When evening came, she had to decide what she was going to do about Lennie. She heard his footstep on the stair, so different from Joe’s springy tread, and she went out on to the little landing to stop him coming up. Jennie was still asleep. She did not want Joe shouting up the stairs after Lennie tonight.
Lennie stood below her, leaning forward with one hand on the stair-rail and the other on the wall, looking up at her with anxious eyes. ‘How about it, Mrs C.?’ he asked in a raucous whisper.
‘She’s still sleeping,’ Virginia said. ‘I don’t know what I ought to do.’
‘I shouldn’t ask you to go out, should I? Oh, well, it doesn’t matter.’ He took his hand from the rail, and with his back against the wall, dropped one foot disconsolately down to the stair below. ‘Nancy’s here already,’ he said. ‘She didn’t want to be late. But I’ll tell her to go home.’ He dropped down another stair, sliding his shoulders against the wall. His head was forward and his eyes looked at nothing. Virginia was stricken by the thought that she might be ruining his whole life.
‘No – wait,’ she said. ‘I’ll go with Nancy. I promised you, didn’t I? I’m not going back on that.’
Lennie’s head jerked quickly up towards her. ‘But the baby?’
‘She’ll be all right with my husband. She’ll sleep, I think,’ Virginia said, more to convince herself than him.

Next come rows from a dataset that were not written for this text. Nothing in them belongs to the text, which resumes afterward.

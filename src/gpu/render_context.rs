//! Window-backed wgpu device and swapchain for the viewer.

use std::fmt;

/// Why the viewer could not bring up its GPU surface.
#[derive(Debug)]
pub enum RenderContextError {
    /// The window handle could not be turned into a surface.
    SurfaceCreation(wgpu::CreateSurfaceError),
    /// No adapter can present to the window surface.
    AdapterRequest(wgpu::RequestAdapterError),
    /// The adapter refused a device with default limits.
    DeviceRequest(wgpu::RequestDeviceError),
    /// The adapter reports no usable configuration for the window surface.
    UnsupportedSurface,
}

impl fmt::Display for RenderContextError {
    fn fmt(&self, f: &mut fmt::Formatter<'_>) -> fmt::Result {
        match self {
            Self::SurfaceCreation(e) => {
                write!(f, "cannot create window surface: {e}")
            }
            Self::AdapterRequest(e) => {
                write!(f, "no adapter can present to the window: {e}")
            }
            Self::DeviceRequest(e) => write!(f, "cannot open GPU device: {e}"),
            Self::UnsupportedSurface => {
                write!(f, "window surface has no supported configuration")
            }
        }
    }
}

impl std::error::Error for RenderContextError {
    fn source(&self) -> Option<&(dyn std::error::Error + 'static)> {
        match self {
            Self::SurfaceCreation(e) => Some(e),
            Self::AdapterRequest(e) => Some(e),
            Self::DeviceRequest(e) => Some(e),
            Self::UnsupportedSurface => None,
        }
    }
}

/// Device, queue, and the window surface the scene is presented to.
pub struct RenderContext {
    /// Logical device that owns every scene resource.
    pub device: wgpu::Device,
    /// Queue used for uniform uploads and frame submission.
    pub queue: wgpu::Queue,
    /// Surface of the viewer window.
    pub surface: wgpu::Surface<'static>,
    /// Active surface configuration; `width`/`height` drive the projection
    /// aspect and the depth target size.
    pub config: wgpu::SurfaceConfiguration,
}

impl RenderContext {
    /// Open a device able to present to `window` and configure its surface
    /// at `size` with vsync.
    ///
    /// # Errors
    ///
    /// Returns the [`RenderContextError`] for whichever step fails first.
    pub async fn new(
        window: impl Into<wgpu::SurfaceTarget<'static>>,
        size: (u32, u32),
    ) -> Result<Self, RenderContextError> {
        let instance = wgpu::Instance::default();
        let surface = instance
            .create_surface(window)
            .map_err(RenderContextError::SurfaceCreation)?;

        let adapter = instance
            .request_adapter(&wgpu::RequestAdapterOptions {
                compatible_surface: Some(&surface),
                power_preference: wgpu::PowerPreference::default(),
                ..Default::default()
            })
            .await
            .map_err(RenderContextError::AdapterRequest)?;
        let info = adapter.get_info();

        let (device, queue) = adapter
            .request_device(&wgpu::DeviceDescriptor {
                label: Some("Swivel Device"),
                ..Default::default()
            })
            .await
            .map_err(RenderContextError::DeviceRequest)?;

        let (width, height) = size;
        let mut config = surface
            .get_default_config(&adapter, width, height)
            .ok_or(RenderContextError::UnsupportedSurface)?;
        config.present_mode = wgpu::PresentMode::Fifo;
        surface.configure(&device, &config);

        log::info!(
            "GPU ready: {} ({:?}), surface {:?} {width}x{height}",
            info.name,
            info.backend,
            config.format,
        );

        Ok(Self {
            device,
            queue,
            surface,
            config,
        })
    }

    /// Color format the scene pipeline must target.
    #[must_use]
    pub fn format(&self) -> wgpu::TextureFormat {
        self.config.format
    }

    /// Follow a window resize. A minimized window (zero extent) keeps the
    /// previous configuration.
    pub fn resize(&mut self, width: u32, height: u32) {
        if width == 0 || height == 0 {
            return;
        }
        self.config.width = width;
        self.config.height = height;
        self.surface.configure(&self.device, &self.config);
        log::debug!("surface resized to {width}x{height}");
    }

    /// Next swapchain image to draw the scene into.
    ///
    /// # Errors
    ///
    /// Passes through [`wgpu::SurfaceError`]; the viewer reconfigures on
    /// `Lost`/`Outdated`.
    pub fn acquire_frame(
        &self,
    ) -> Result<wgpu::SurfaceTexture, wgpu::SurfaceError> {
        self.surface.get_current_texture()
    }

    /// Encoder for one scene frame.
    #[must_use]
    pub fn frame_encoder(&self) -> wgpu::CommandEncoder {
        self.device
            .create_command_encoder(&wgpu::CommandEncoderDescriptor {
                label: Some("Scene Frame Encoder"),
            })
    }

    /// Submit a recorded frame.
    pub fn submit(&self, encoder: wgpu::CommandEncoder) {
        let _ = self.queue.submit([encoder.finish()]);
    }
}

‘I’ll go and tell Nancy to wait.’ Lennie turned and hobbled swiftly down the stairs, looking up when he reached the bottom to flash up at Virginia a vast, adoring grin.
Virginia went down to tell Joe that she had decided to go out and plead for Lennie. When she had told him about it before, he had not liked it. He would not like it any better now. ‘I thought you were so worried about the baby,’ he would say, and she would never be able to explain to him how much she hated to go, but how clearly she knew that she must go.